* PROBLEM REQUIREMENTS
Write out, word for word, the first line of the data below and every line after it through the one containing "pub use physics_config::PhysicsConfig;".

(Saved data entries)
------------------------------------------------------------------------

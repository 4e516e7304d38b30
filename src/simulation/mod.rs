//! Simulation layer: configuration, timing, rigid-body dynamics, and the
//! dedicated physics thread.

pub mod clock;
pub mod collision_context;
pub mod inertia;
pub mod physics_config;
pub mod rigid_body;
pub mod runner;
pub mod transform_share;

pub use clock::PhysicsClock;
pub use collision_context::CollisionContext;
pub use inertia::{InertiaModel, PointMass};
pub use physics_config::PhysicsConfig;
pub use rigid_body::RigidBody;
pub use runner::PhysicsRunner;
pub use transform_share::{PublishedTransform, TransformShare};
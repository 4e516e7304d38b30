//! The dedicated physics thread.
//!
//! [`PhysicsRunner::spawn`] moves the scene onto a named thread that owns it
//! for the runner's whole lifetime. The thread creates its own collision
//! device context at startup (separate from any render context), free-runs
//! the tick loop, and publishes world transforms through a
//! [`TransformShare`] after every tick. [`PhysicsRunner::shutdown`] stops
//! the loop and hands the scene back.

use std::sync::atomic::{AtomicBool, Ordering};
use std::sync::Arc;
use std::thread::{self, JoinHandle};
use std::time::{Duration, Instant};

use crate::collision::cpu::CpuCollisionBackend;
use crate::collision::gpu::{GpuCollisionDetector, GpuContext};
use crate::collision::CollisionBackend;
use crate::scene::Scene;

use super::clock::PhysicsClock;
use super::inertia::PointMass;
use super::physics_config::PhysicsConfig;
use super::transform_share::TransformShare;

/// Handle to the running physics thread.
pub struct PhysicsRunner {
    handle: Option<JoinHandle<Scene>>,
    shutdown: Arc<AtomicBool>,
    share: Arc<TransformShare>,
}

impl PhysicsRunner {
    /// Starts the physics thread and moves `scene` onto it.
    ///
    /// If no compute adapter is available the thread falls back to the CPU
    /// reference backend and keeps simulating.
    pub fn spawn(mut scene: Scene, config: PhysicsConfig) -> std::io::Result<Self> {
        let shutdown = Arc::new(AtomicBool::new(false));
        let share = Arc::new(TransformShare::new());

        let thread_shutdown = Arc::clone(&shutdown);
        let thread_share = Arc::clone(&share);

        let handle = thread::Builder::new()
            .name("physics".to_string())
            .spawn(move || {
                let mut backend: Box<dyn CollisionBackend> = match GpuContext::new() {
                    Ok(context) => Box::new(GpuCollisionDetector::new(
                        Arc::new(context),
                        Duration::from_secs(config.fence_timeout_secs),
                    )),
                    Err(e) => {
                        log::warn!("compute device unavailable, using cpu collision: {e}");
                        Box::new(CpuCollisionBackend)
                    }
                };
                let inertia = PointMass;
                let mut clock = PhysicsClock::new(config.max_delta_time);

                log::info!("physics thread started");
                while !thread_shutdown.load(Ordering::Relaxed) {
                    clock.tick();
                    scene.physics_update(
                        backend.as_mut(),
                        &config,
                        &inertia,
                        clock.delta_seconds(),
                        Instant::now(),
                    );
                    thread_share.publish(&scene);
                }
                log::info!("physics thread stopped");
                scene
            })?;

        Ok(Self {
            handle: Some(handle),
            shutdown,
            share,
        })
    }

    /// Snapshot buffer fed by the physics thread.
    pub fn share(&self) -> Arc<TransformShare> {
        Arc::clone(&self.share)
    }

    /// Stops the loop, joins the thread, and returns the scene.
    ///
    /// Returns `None` if the physics thread panicked.
    pub fn shutdown(mut self) -> Option<Scene> {
        self.shutdown.store(true, Ordering::Relaxed);
        let handle = self.handle.take()?;
        match handle.join() {
            Ok(scene) => Some(scene),
            Err(_) => {
                log::error!("physics thread panicked before shutdown");
                None
            }
        }
    }
}

impl Drop for PhysicsRunner {
    fn drop(&mut self) {
        // A dropped runner stops the loop even without an explicit
        // shutdown call; the scene is lost with the detached thread.
        self.shutdown.store(true, Ordering::Relaxed);
    }
}
fn main() {
    // Rebuild if the collision kernel changes
    println!("cargo:rerun-if-changed=shaders/mesh_collision.wgsl");
}
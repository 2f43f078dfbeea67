//! # Database Pool Management
//!
//! Connection pool creation and configuration for SQLite.
//!
//! ## Architecture
//! ```text
//! ┌─────────────────────────────────────────────────────────────────────────┐
//! │                      Database Connection Pool                           │
//! │                                                                         │
//! │  Service Startup                                                        │
//! │       │                                                                 │
//! │       ▼                                                                 │
//! │  DbConfig::from_env() / DbConfig::new(path)                            │
//! │       │                                                                 │
//! │       ▼                                                                 │
//! │  Database::new(config).await ← Create pool + run migrations            │
//! │       │                                                                 │
//! │       ▼                                                                 │
//! │  ┌─────────────────────────────────────────┐                           │
//! │  │            SqlitePool                    │                           │
//! │  │  ┌─────┐ ┌─────┐ ┌─────┐ ┌─────┐       │                           │
//! │  │  │Conn1│ │Conn2│ │Conn3│ │Conn4│ ...   │  (max_connections)        │
//! │  │  └─────┘ └─────┘ └─────┘ └─────┘       │                           │
//! │  └─────────────────────────────────────────┘                           │
//! │       │                                                                 │
//! │       ▼                                                                 │
//! │  db.categories() / db.units() / db.taxes() / db.products()             │
//! │  (each request borrows a connection, or one per transaction)           │
//! │                                                                         │
//! └─────────────────────────────────────────────────────────────────────────┘
//! ```
//!
//! ## WAL Mode
//! SQLite WAL (Write-Ahead Logging) mode is enabled so catalog reads never
//! wait on an admin editing a tax rate.

use sqlx::sqlite::{SqliteConnectOptions, SqliteJournalMode, SqlitePoolOptions, SqliteSynchronous};
use sqlx::SqlitePool;
use std::env;
use std::path::PathBuf;
use std::str::FromStr;
use std::time::Duration;
use tracing::{debug, info};

use crate::error::{ConfigError, DbError, DbResult};
use crate::migrations;
use crate::repository::category::CategoryRepository;
use crate::repository::image::ProductImageRepository;
use crate::repository::product::ProductRepository;
use crate::repository::tax::TaxRepository;
use crate::repository::unit::UnitRepository;

/// Default database file when `CAFE_DATABASE_PATH` is unset.
pub const DEFAULT_DATABASE_PATH: &str = "./officecafe.db";

// =============================================================================
// Configuration
// =============================================================================

/// Database configuration.
///
/// ## Example
/// ```rust,ignore
/// let config = DbConfig::new("/path/to/officecafe.db")
///     .max_connections(5)
///     .min_connections(1);
/// ```
#[derive(Debug, Clone, PartialEq, Eq)]
pub struct DbConfig {
    /// Path to the SQLite database file.
    pub database_path: PathBuf,

    /// Maximum number of connections in the pool.
    /// Default: 5
    pub max_connections: u32,

    /// Minimum number of connections to keep alive.
    /// Default: 1
    pub min_connections: u32,

    /// Connection timeout duration.
    /// Default: 30 seconds
    pub connect_timeout: Duration,

    /// Idle timeout before closing a connection.
    /// Default: 10 minutes
    pub idle_timeout: Duration,

    /// Whether to run migrations on connect.
    /// Default: true
    pub run_migrations: bool,
}

impl DbConfig {
    /// Creates a new database configuration with the given path.
    ///
    /// ## Arguments
    /// * `path` - Path to the SQLite database file. Will be created if it doesn't exist.
    pub fn new(path: impl Into<PathBuf>) -> Self {
        DbConfig {
            database_path: path.into(),
            max_connections: 5,
            min_connections: 1,
            connect_timeout: Duration::from_secs(30),
            idle_timeout: Duration::from_secs(600),
            run_migrations: true,
        }
    }

    /// Sets the maximum number of connections.
    pub fn max_connections(mut self, max: u32) -> Self {
        self.max_connections = max;
        self
    }

    /// Sets the minimum number of connections.
    pub fn min_connections(mut self, min: u32) -> Self {
        self.min_connections = min;
        self
    }

    /// Sets the connection timeout.
    pub fn connect_timeout(mut self, timeout: Duration) -> Self {
        self.connect_timeout = timeout;
        self
    }

    /// Sets the idle timeout.
    pub fn idle_timeout(mut self, timeout: Duration) -> Self {
        self.idle_timeout = timeout;
        self
    }

    /// Sets whether to run migrations on connect.
    pub fn run_migrations(mut self, run: bool) -> Self {
        self.run_migrations = run;
        self
    }

    /// Creates an in-memory database configuration (for testing).
    ///
    /// ## Usage
    /// ```rust,ignore
    /// let db = Database::new(DbConfig::in_memory()).await?;
    /// // Database is isolated, perfect for tests
    /// ```
    pub fn in_memory() -> Self {
        DbConfig {
            database_path: PathBuf::from(":memory:"),
            max_connections: 1, // Every connection would get its own empty database
            min_connections: 1,
            connect_timeout: Duration::from_secs(5),
            idle_timeout: Duration::from_secs(60),
            run_migrations: true,
        }
    }

    /// Loads configuration from environment variables.
    ///
    /// | Variable                       | Default            |
    /// |--------------------------------|--------------------|
    /// | `CAFE_DATABASE_PATH`           | `./officecafe.db`  |
    /// | `CAFE_DB_MAX_CONNECTIONS`      | `5`                |
    /// | `CAFE_DB_CONNECT_TIMEOUT_SECS` | `30`               |
    /// | `CAFE_DB_RUN_MIGRATIONS`       | `true`             |
    pub fn from_env() -> Result<Self, ConfigError> {
        Self::from_lookup(|key| env::var(key).ok())
    }

    /// Same as [`from_env`](Self::from_env) with a custom variable source.
    pub fn from_lookup<F>(lookup: F) -> Result<Self, ConfigError>
    where
        F: Fn(&str) -> Option<String>,
    {
        let path = lookup("CAFE_DATABASE_PATH").unwrap_or_else(|| DEFAULT_DATABASE_PATH.to_string());
        let mut config = DbConfig::new(path);

        if let Some(raw) = lookup("CAFE_DB_MAX_CONNECTIONS") {
            config.max_connections = parse_var("CAFE_DB_MAX_CONNECTIONS", &raw)?;
        }
        if let Some(raw) = lookup("CAFE_DB_CONNECT_TIMEOUT_SECS") {
            config.connect_timeout =
                Duration::from_secs(parse_var("CAFE_DB_CONNECT_TIMEOUT_SECS", &raw)?);
        }
        if let Some(raw) = lookup("CAFE_DB_RUN_MIGRATIONS") {
            config.run_migrations = parse_var("CAFE_DB_RUN_MIGRATIONS", &raw)?;
        }

        if config.max_connections == 0 {
            return Err(ConfigError::InvalidValue {
                key: "CAFE_DB_MAX_CONNECTIONS".to_string(),
                value: "0".to_string(),
            });
        }
        config.min_connections = config.min_connections.min(config.max_connections);

        Ok(config)
    }
}

fn parse_var<T: FromStr>(key: &str, raw: &str) -> Result<T, ConfigError> {
    raw.trim().parse().map_err(|_| ConfigError::InvalidValue {
        key: key.to_string(),
        value: raw.to_string(),
    })
}

// =============================================================================
// Database
// =============================================================================

/// Main database handle providing repository access.
///
/// Cloning is cheap: clones share the same pool.
///
/// ## Usage
/// ```rust,ignore
/// let db = Database::new(DbConfig::from_env()?).await?;
///
/// let totals = db.products().tax_totals(&product_id).await?;
/// ```
#[derive(Debug, Clone)]
pub struct Database {
    /// The SQLite connection pool.
    pool: SqlitePool,
}

impl Database {
    /// Creates a new database connection pool.
    ///
    /// ## What This Does
    /// 1. Creates the database file if it doesn't exist
    /// 2. Configures SQLite:
    ///    - WAL mode for concurrent reads
    ///    - NORMAL synchronous (balance of safety/speed)
    ///    - Foreign keys enabled (RESTRICT on catalog references)
    /// 3. Creates the connection pool
    /// 4. Runs migrations (if enabled)
    ///
    /// ## Returns
    /// * `Ok(Database)` - Ready-to-use database handle
    /// * `Err(DbError)` - Connection or migration failed
    pub async fn new(config: DbConfig) -> DbResult<Self> {
        info!(
            path = %config.database_path.display(),
            "Initializing database connection"
        );

        // sqlite://path creates file if not exists
        let connect_url = format!("sqlite://{}?mode=rwc", config.database_path.display());

        let connect_options = SqliteConnectOptions::from_str(&connect_url)
            .map_err(|e| DbError::ConnectionFailed(e.to_string()))?
            .journal_mode(SqliteJournalMode::Wal)
            .synchronous(SqliteSynchronous::Normal)
            // Off by default in SQLite
            .foreign_keys(true)
            .create_if_missing(true);

        debug!("Connection options configured");

        let pool = SqlitePoolOptions::new()
            .max_connections(config.max_connections)
            .min_connections(config.min_connections)
            .acquire_timeout(config.connect_timeout)
            .idle_timeout(Some(config.idle_timeout))
            .connect_with(connect_options)
            .await
            .map_err(|e| DbError::ConnectionFailed(e.to_string()))?;

        info!(
            max_connections = config.max_connections,
            "Database pool created"
        );

        let db = Database { pool };

        if config.run_migrations {
            db.run_migrations().await?;
        }

        Ok(db)
    }

    /// Runs database migrations.
    ///
    /// Idempotent: applied migrations are tracked in `_sqlx_migrations`.
    pub async fn run_migrations(&self) -> DbResult<()> {
        info!("Running database migrations");
        migrations::run_migrations(&self.pool).await?;
        info!("Migrations complete");
        Ok(())
    }

    /// Returns a reference to the connection pool.
    ///
    /// Prefer repository methods; this is for diagnostics and ad-hoc queries.
    pub fn pool(&self) -> &SqlitePool {
        &self.pool
    }

    /// Returns the unit of measurement repository.
    pub fn units(&self) -> UnitRepository {
        UnitRepository::new(self.pool.clone())
    }

    /// Returns the category repository.
    pub fn categories(&self) -> CategoryRepository {
        CategoryRepository::new(self.pool.clone())
    }

    /// Returns the tax repository.
    pub fn taxes(&self) -> TaxRepository {
        TaxRepository::new(self.pool.clone())
    }

    /// Returns the product repository.
    ///
    /// ## Example
    /// ```rust,ignore
    /// let view = db.products().view(&product_id).await?;
    /// ```
    pub fn products(&self) -> ProductRepository {
        ProductRepository::new(self.pool.clone())
    }

    /// Returns the product image repository.
    pub fn images(&self) -> ProductImageRepository {
        ProductImageRepository::new(self.pool.clone())
    }

    /// Closes the database connection pool.
    ///
    /// After calling close, all repository operations will fail.
    pub async fn close(&self) {
        info!("Closing database connection pool");
        self.pool.close().await;
    }

    /// Checks if the database is healthy (can execute queries).
    pub async fn health_check(&self) -> bool {
        sqlx::query("SELECT 1")
            .execute(&self.pool)
            .await
            .is_ok()
    }
}

// =============================================================================
// Unit Tests
// =============================================================================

------------------------------------------------------------------------

* SOLUTION FOR THIS PROBLEM
repository 4e516e7304d38b30
filename src/simulation/mod.rs
//! Simulation layer: configuration, timing, rigid-body dynamics, and the
//! dedicated physics thread.

pub mod clock;
pub mod collision_context;
pub mod inertia;
pub mod physics_config;
pub mod rigid_body;
pub mod runner;
pub mod transform_share;

pub use clock::PhysicsClock;
pub use collision_context::CollisionContext;
pub use inertia::{InertiaModel, PointMass};
pub use physics_config::PhysicsConfig;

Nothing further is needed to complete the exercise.